After almost 3 years in running this scraping blog and reviewing dozens of products; in this small post I’d like to categorise the tools/means used for web scraping available to end user. Here are the typical examples of scrapers in those categories.
Web scraping tools/means landscape table
Web scraping tool/means Description Example
Desktop scraping software Download and scrape it yourself. Often more advanced tech knowlege is required. Visual Web Ripper and many others. See this post.
Cloud scraping services (sometimes coupled with desktop app.) Self service - no real download needed but no human interaction from a service provider. Import.io, Mozenda, Kimonolab
Data as a service (DaaS) A service does all scrape related jobs, ofter having data on subscription ScrapeHero, Import.io for Enterprise, webRobots.io
Browser plugin software Self-service data gathering and downloading OutwitHub
Small scraping companies /Freelancers Companies that consult and do small to medium size scrape projects plenty of those
As you can see, the landscape of scraping tools consists of a myriad of different options: the pure scraping software, the cloud-based scraping tool, the free browser plugins, and of course the data as a service (DaaS) alternative.
When comparing cloud scraping services with non-desktop browser plugin software, it’s important to remember that with the former, the extracted data is stored on cloud servers making it accessible on demand; while with the latter the data can only be browser bufferized up to 5M in size. Another benefit of cloud web scraping services is that you can often apply data mining techniques directly to data harvested.

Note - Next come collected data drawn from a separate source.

//! One-click unsubscribe
//!
//! The only browser-facing endpoint. Links carry a token the delivery
//! sink mints with the shared `UNSUBSCRIBE_HMAC_SECRET`, so no session is
//! needed and tokens cannot be forged for other addresses. Responses do
//! not reveal whether the address exists.

use axum::{
    extract::{Query, State},
    http::HeaderMap,
};
use hmac::{Hmac, Mac};
use serde::Deserialize;
use sha2::Sha256;
use uuid::Uuid;

use crate::{
    error::{ApiError, ApiResult},
    routes::{constant_time_eq, extract_client_ip},
    state::AppState,
};

type HmacSha256 = Hmac<Sha256>;

#[derive(Debug, Deserialize)]
pub struct UnsubscribeQuery {
    pub email: String,
    pub token: String,
}

/// Opt an email address out of scheduled notifications
pub async fn unsubscribe(
    State(state): State<AppState>,
    headers: HeaderMap,
    Query(query): Query<UnsubscribeQuery>,
) -> ApiResult<String> {
    // Public endpoint: throttle per address to slow token guessing
    if let Some(ip) = extract_client_ip(&headers) {
        let decision = state.limiter.check_ip("unsubscribe", &ip).await;
        if !decision.allowed {
            return Err(ApiError::RateLimited);
        }
    }

    let expected = unsubscribe_token(&state.config.unsubscribe_secret, &query.email)?;
    if !constant_time_eq(query.token.as_bytes(), expected.as_bytes()) {
        return Err(ApiError::Unauthorized);
    }

    let accounts: Vec<(Uuid,)> = sqlx::query_as(
        r#"
        UPDATE accounts
        SET opted_out = TRUE, updated_at = NOW()
        WHERE LOWER(email) = LOWER($1)
        RETURNING id
        "#,
    )
    .bind(&query.email)
    .fetch_all(&state.pool)
    .await?;

    for (account_id,) in &accounts {
        state.notifications.cancel_all(*account_id).await?;
        tracing::info!(account_id = %account_id, "Account opted out of notifications");
    }

    Ok("You have been unsubscribed. No further emails will be sent.".to_string())
}

/// Token for an unsubscribe link: hex HMAC-SHA256 over the lowercased
/// address. The delivery sink computes the same token when rendering links.
pub fn unsubscribe_token(secret: &str, email: &str) -> ApiResult<String> {
    let mut mac = HmacSha256::new_from_slice(secret.as_bytes()).map_err(|_| ApiError::Internal)?;
    mac.update(email.to_lowercase().as_bytes());
    Ok(hex::encode(mac.finalize().into_bytes()))
}
impl SignupTier {
    /// Classify a post-increment counter value against the day's caps.
    /// The count must already include the signup being classified.
    pub fn for_count(count: i64, early_bird_cap: i64, daily_cap: i64) -> Self {
        if count <= early_bird_cap {
            Self::EarlyBird
        } else if count <= daily_cap {
            Self::Normal
        } else {
            Self::CapacityReached
        }
    }

    /// Credits granted at provisioning for this tier
    ///
    /// Default grants (configurable via environment variables):
    /// - EarlyBird: 2 (`SIGNUP_EARLY_BIRD_GRANT`)
    /// - Normal: 1 (`SIGNUP_STANDARD_GRANT`)
    /// - CapacityReached: 0 (fixed)
    pub fn grant(&self) -> i64 {
        match self {
            Self::EarlyBird => std::env::var("SIGNUP_EARLY_BIRD_GRANT")
                .ok()
                .and_then(|v| v.parse().ok())
                .unwrap_or(2),
            Self::Normal => std::env::var("SIGNUP_STANDARD_GRANT")
                .ok()
                .and_then(|v| v.parse().ok())
                .unwrap_or(1),
            Self::CapacityReached => 0,
        }
    }

    pub fn is_early_bird(&self) -> bool {
        matches!(self, Self::EarlyBird)
    }
}

impl std::fmt::Display for SignupTier {
    fn fmt(&self, f: &mut std::fmt::Formatter<'_>) -> std::fmt::Result {
        match self {
            Self::EarlyBird => write!(f, "early_bird"),
            Self::Normal => write!(f, "normal"),
            Self::CapacityReached => write!(f, "capacity_reached"),
        }
    }
}

/// Batch job status
/// `completed` and `failed` are terminal: no transition ever leaves them
#[derive(Debug, Clone, Copy, PartialEq, Eq, Serialize, Deserialize, sqlx::Type)]
#[sqlx(type_name = "VARCHAR", rename_all = "lowercase")]
#[serde(rename_all = "lowercase")]
pub enum JobStatus {
    Pending,
    Processing,
    Completed,
    Failed,
}

impl Default for JobStatus {
    fn default() -> Self {
        Self::Pending
    }
}

impl JobStatus {
    pub fn is_terminal(&self) -> bool {
        matches!(self, Self::Completed | Self::Failed)
    }

    /// Whether a transition to `next` is legal from this status
    pub fn can_transition_to(&self, next: JobStatus) -> bool {
        matches!(
            (self, next),
            (Self::Pending, Self::Processing)
                | (Self::Processing, Self::Completed)
                | (Self::Processing, Self::Failed)
        )
    }
}

impl std::fmt::Display for JobStatus {
    fn fmt(&self, f: &mut std::fmt::Formatter<'_>) -> std::fmt::Result {
        match self {
            Self::Pending => write!(f, "pending"),
            Self::Processing => write!(f, "processing"),
            Self::Completed => write!(f, "completed"),
            Self::Failed => write!(f, "failed"),
        }
    }
}

impl std::str::FromStr for JobStatus {
    type Err = String;

    fn from_str(s: &str) -> Result<Self, Self::Err> {
        match s.to_lowercase().as_str() {
            "pending" => Ok(Self::Pending),
            "processing" => Ok(Self::Processing),
            "completed" => Ok(Self::Completed),
            "failed" => Ok(Self::Failed),
            _ => Err(format!("Invalid job status: {}", s)),
        }
    }
}

/// Scheduled notification status
#[derive(Debug, Clone, Copy, PartialEq, Eq, Serialize, Deserialize, sqlx::Type)]
#[sqlx(type_name = "VARCHAR", rename_all = "lowercase")]
#[serde(rename_all = "lowercase")]
pub enum NotificationStatus {
    Pending,
    Sent,
    Cancelled,
    Failed,
}

impl Default for NotificationStatus {
    fn default() -> Self {
        Self::Pending
    }
}

impl NotificationStatus {
    pub fn is_terminal(&self) -> bool {
        matches!(self, Self::Sent | Self::Cancelled | Self::Failed)
    }
}

impl std::fmt::Display for NotificationStatus {
    fn fmt(&self, f: &mut std::fmt::Formatter<'_>) -> std::fmt::Result {
        match self {
            Self::Pending => write!(f, "pending"),
            Self::Sent => write!(f, "sent"),
            Self::Cancelled => write!(f, "cancelled"),
            Self::Failed => write!(f, "failed"),
        }
    }
}

// =============================================================================
// Database Models
// =============================================================================

/// Account (subscriber) model
#[derive(Debug, Clone, Serialize, Deserialize, FromRow)]
pub struct Account {
    pub id: Uuid,
    pub external_key: String,
    pub email: Option<String>,
    pub plan: String,
    pub credits: i64,
    pub credits_reset_at: Option<OffsetDateTime>,
    pub team_id: Option<Uuid>,
    pub is_early_bird: bool,
    pub billing_customer_id: Option<String>,
    pub billing_subscription_id: Option<String>,
    pub billing_period_end: Option<OffsetDateTime>,
    pub opted_out: bool,
    pub created_at: OffsetDateTime,
    pub updated_at: OffsetDateTime,
}

impl Account {
    /// Parse the stored plan tag, falling back to Free for unknown values
    pub fn current_plan(&self) -> Plan {
        self.plan.parse().unwrap_or_default()
    }

    /// Whether consumption resolves to a team pool instead of the
    /// personal balance
    pub fn is_teamed(&self) -> bool {
        self.team_id.is_some()
    }
}

/// Team model with the pooled credit balance
#[derive(Debug, Clone, Serialize, Deserialize, FromRow)]
pub struct Team {
    pub id: Uuid,
    pub owner_id: Uuid,
    pub credits: i64,
    pub member_count: i32,
    pub credits_reset_at: Option<OffsetDateTime>,
    pub created_at: OffsetDateTime,
    pub updated_at: OffsetDateTime,
}

impl Team {
    pub fn is_full(&self) -> bool {
        self.member_count >= TEAM_MAX_MEMBERS
    }
}

/// One calendar day's signup counter row
#[derive(Debug, Clone, Serialize, Deserialize, FromRow)]
pub struct DailySignup {
    pub signup_date: Date,
    pub count: i64,
    pub created_at: OffsetDateTime,
    pub updated_at: OffsetDateTime,
}

/// Brand profile (generation input) model
#[derive(Debug, Clone, Serialize, Deserialize, FromRow)]
pub struct BrandProfile {
    pub id: Uuid,
    pub account_id: Uuid,
    pub name: String,
    pub tagline: Option<String>,
    pub industry: Option<String>,
    pub audience: Option<String>,
    pub tone: Option<String>,
    pub angles: serde_json::Value,
    pub created_at: OffsetDateTime,
    pub updated_at: OffsetDateTime,
}

impl BrandProfile {
    /// Stored marketing angles as strings; non-string entries are dropped
    pub fn angle_list(&self) -> Vec<String> {
        self.angles
            .as_array()
            .map(|items| {
                items
                    .iter()
                    .filter_map(|v| v.as_str().map(String::from))
                    .collect()
            })
            .unwrap_or_default()
    }
}

/// Batch job model
#[derive(Debug, Clone, Serialize, Deserialize, FromRow)]
pub struct BatchJob {
    pub id: Uuid,
    pub account_id: Uuid,
    pub brand_profile_id: Option<Uuid>,
    pub status: String,
    pub scheduled_for: OffsetDateTime,
    pub result_url: Option<String>,
    pub error: Option<String>,
    pub processed_at: Option<OffsetDateTime>,
    pub created_at: OffsetDateTime,
}

impl BatchJob {
    /// Parse the stored status tag, falling back to Pending for unknown values
    pub fn current_status(&self) -> JobStatus {
        self.status.parse().unwrap_or_default()
    }
}

/// Scheduled notification model
#[derive(Debug, Clone, Serialize, Deserialize, FromRow)]
pub struct ScheduledNotification {
    pub id: Uuid,
    pub account_id: Uuid,
    pub message_type: String,
    pub deliver_after: OffsetDateTime,
    pub status: String,
    pub attempts: i32,
    pub last_error: Option<String>,
    pub metadata: serde_json::Value,
    pub created_at: OffsetDateTime,
    pub sent_at: Option<OffsetDateTime>,
}
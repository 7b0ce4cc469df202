//! Health check endpoints

use axum::{extract::State, http::StatusCode, Json};
use serde::Serialize;

use crate::state::AppState;

#[derive(Serialize)]
pub struct HealthResponse {
    pub status: String,
    pub version: String,
    pub database: String,
}

fn label(ok: bool) -> &'static str {
    if ok {
        "healthy"
    } else {
        "unhealthy"
    }
}

/// Health check endpoint
pub async fn health(State(state): State<AppState>) -> (StatusCode, Json<HealthResponse>) {
    let db_ok = sqlx::query("SELECT 1").execute(&state.pool).await.is_ok();
    let status = if db_ok {
        StatusCode::OK
    } else {
        StatusCode::SERVICE_UNAVAILABLE
    };

    (
        status,
        Json(HealthResponse {
            status: label(db_ok).to_string(),
            version: env!("CARGO_PKG_VERSION").to_string(),
            database: label(db_ok).to_string(),
        }),
    )
}

/// Liveness probe (just returns 200 if the server is running)
pub async fn liveness() -> StatusCode {
    StatusCode::OK
}

/// Readiness probe (checks if the service is ready to accept traffic)
pub async fn readiness(State(state): State<AppState>) -> StatusCode {
    if sqlx::query("SELECT 1").execute(&state.pool).await.is_ok() {
        StatusCode::OK
    } else {
        StatusCode::SERVICE_UNAVAILABLE
    }
}
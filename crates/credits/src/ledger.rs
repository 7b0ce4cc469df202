//! Credit ledger
//!
//! Owns the authoritative balance for every account. An account spends from
//! its personal `accounts.credits` column unless it belongs to a team, in
//! which case all members draw from the shared `teams.credits` pool. Every
//! balance mutation is a single conditional UPDATE so concurrent spenders
//! serialize on the row instead of racing a read-then-write.

use sqlx::PgPool;
use time::{Date, Month, OffsetDateTime};
use uuid::Uuid;

use brandcast_shared::{Account, Plan, Team, TEAM_MAX_MEMBERS};

use crate::error::{CreditsError, CreditsResult};
use crate::signup::observe_signup;

/// Effective balance view returned to API callers
#[derive(Debug, Clone, serde::Serialize)]
pub struct BalanceSummary {
    pub external_key: String,
    pub plan: Plan,
    pub balance: i64,
    pub is_early_bird: bool,
    /// True when the balance is a shared team pool
    pub pooled: bool,
}

#[derive(Clone)]
pub struct CreditLedger {
    pool: PgPool,
}
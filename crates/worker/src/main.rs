//! Brandcast worker
//!
//! Periodic runner for the batch scheduler and notification delivery.
//! Deployments choose between this binary and an external cron hitting
//! the api batch endpoint; both drive the same tick.

use std::sync::Arc;

use tokio_cron_scheduler::{Job, JobScheduler};

use brandcast_jobs::{DeliveryConfig, GenerationClient, JobRunner, NotificationScheduler};
use brandcast_shared::db;

/// Notifications delivered per sweep
const DELIVERY_BATCH_SIZE: i64 = 50;

#[tokio::main]
async fn main() -> anyhow::Result<()> {
    dotenvy::dotenv().ok();

    tracing_subscriber::fmt()
        .with_env_filter(
            tracing_subscriber::EnvFilter::try_from_default_env()
                .unwrap_or_else(|_| "info,brandcast_worker=debug".into()),
        )
        .init();

    let database_url = std::env::var("DATABASE_URL")
        .map_err(|_| anyhow::anyhow!("DATABASE_URL must be set"))?;

    let pool = db::create_pool(&database_url).await?;
    db::run_migrations(&pool).await?;
    tracing::info!("Database migrations applied");

    let runner = Arc::new(JobRunner::new(pool.clone(), GenerationClient::from_env()?));
    let notifications = NotificationScheduler::new(pool.clone(), DeliveryConfig::from_env())?;

    let mut scheduler = JobScheduler::new().await?;

    // Batch tick: create today's jobs and drain due ones, every 5 minutes
    let tick_runner = runner.clone();
    scheduler
        .add(Job::new_async("0 */5 * * * *", move |_id, _sched| {
            let runner = tick_runner.clone();
            Box::pin(async move {
                match runner.tick().await {
                    Ok(summary) => {
                        if summary.jobs_created > 0 || summary.succeeded > 0 || summary.failed > 0 {
                            tracing::info!(
                                jobs_created = summary.jobs_created,
                                succeeded = summary.succeeded,
                                failed = summary.failed,
                                "Batch tick complete"
                            );
                        }
                    }
                    Err(e) => tracing::error!(error = %e, "Batch tick failed"),
                }
            })
        })?)
        .await?;

    // Notification delivery sweep, every minute
    let sweep_notifications = notifications.clone();
    scheduler
        .add(Job::new_async("0 * * * * *", move |_id, _sched| {
            let notifications = sweep_notifications.clone();
            Box::pin(async move {
                match notifications.deliver_due(DELIVERY_BATCH_SIZE).await {
                    Ok(0) => {}
                    Ok(sent) => tracing::info!(sent, "Notification sweep complete"),
                    Err(e) => tracing::error!(error = %e, "Notification sweep failed"),
                }
            })
        })?)
        .await?;

    // Retention cleanup, daily at 03:00 UTC
    let cleanup_runner = runner.clone();
    let cleanup_notifications = notifications.clone();
    scheduler
        .add(Job::new_async("0 0 3 * * *", move |_id, _sched| {
            let runner = cleanup_runner.clone();
            let notifications = cleanup_notifications.clone();
            Box::pin(async move {
                match runner.cleanup_old_jobs().await {
                    Ok(deleted) => tracing::info!(deleted, "Old batch jobs removed"),
                    Err(e) => tracing::error!(error = %e, "Batch job cleanup failed"),
                }
                match notifications.cleanup_old_notifications().await {
                    Ok(deleted) => tracing::info!(deleted, "Old notifications removed"),
                    Err(e) => tracing::error!(error = %e, "Notification cleanup failed"),
                }
            })
        })?)
        .await?;

    scheduler.start().await?;
    tracing::info!("Brandcast worker started");

    tokio::signal::ctrl_c().await?;
    tracing::info!("Shutdown signal received, stopping scheduler");
    scheduler.shutdown().await?;

    Ok(())
}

The popularity over time worldwide
This web data scraping field is getting more and more on demand (based on Google search queries) and you might even see
To give you an idea about the popularity of scraping, I used Google trends to look at the amount of search traffic for each of the terms above over time. From the corresponding graph, you can see the ‘data scraping’ search queries frequency is on the rise. Interestingly, the term ‘data as service‘ has not appeared in the Google trends results, but I believe it soon will – making it an interesting field for venture capital investment.
These trends show the growing need for web based scraping tools in general and the growing popularity for scraping services (in blue) while the still bigger popularity of scraping software (in yellow) is decreasing.
The cloud era is also influencing web scraping. Why mess with local servers and data storage if a cloud tool – properly set up – can successfully both request data and store for further processing? Perhaps we are not there yet, but we are not far away from cloud tools being useable for the majority of web scraping tasks.
In following posts, we will have a more thorough look at the web scraping tools mentioned above.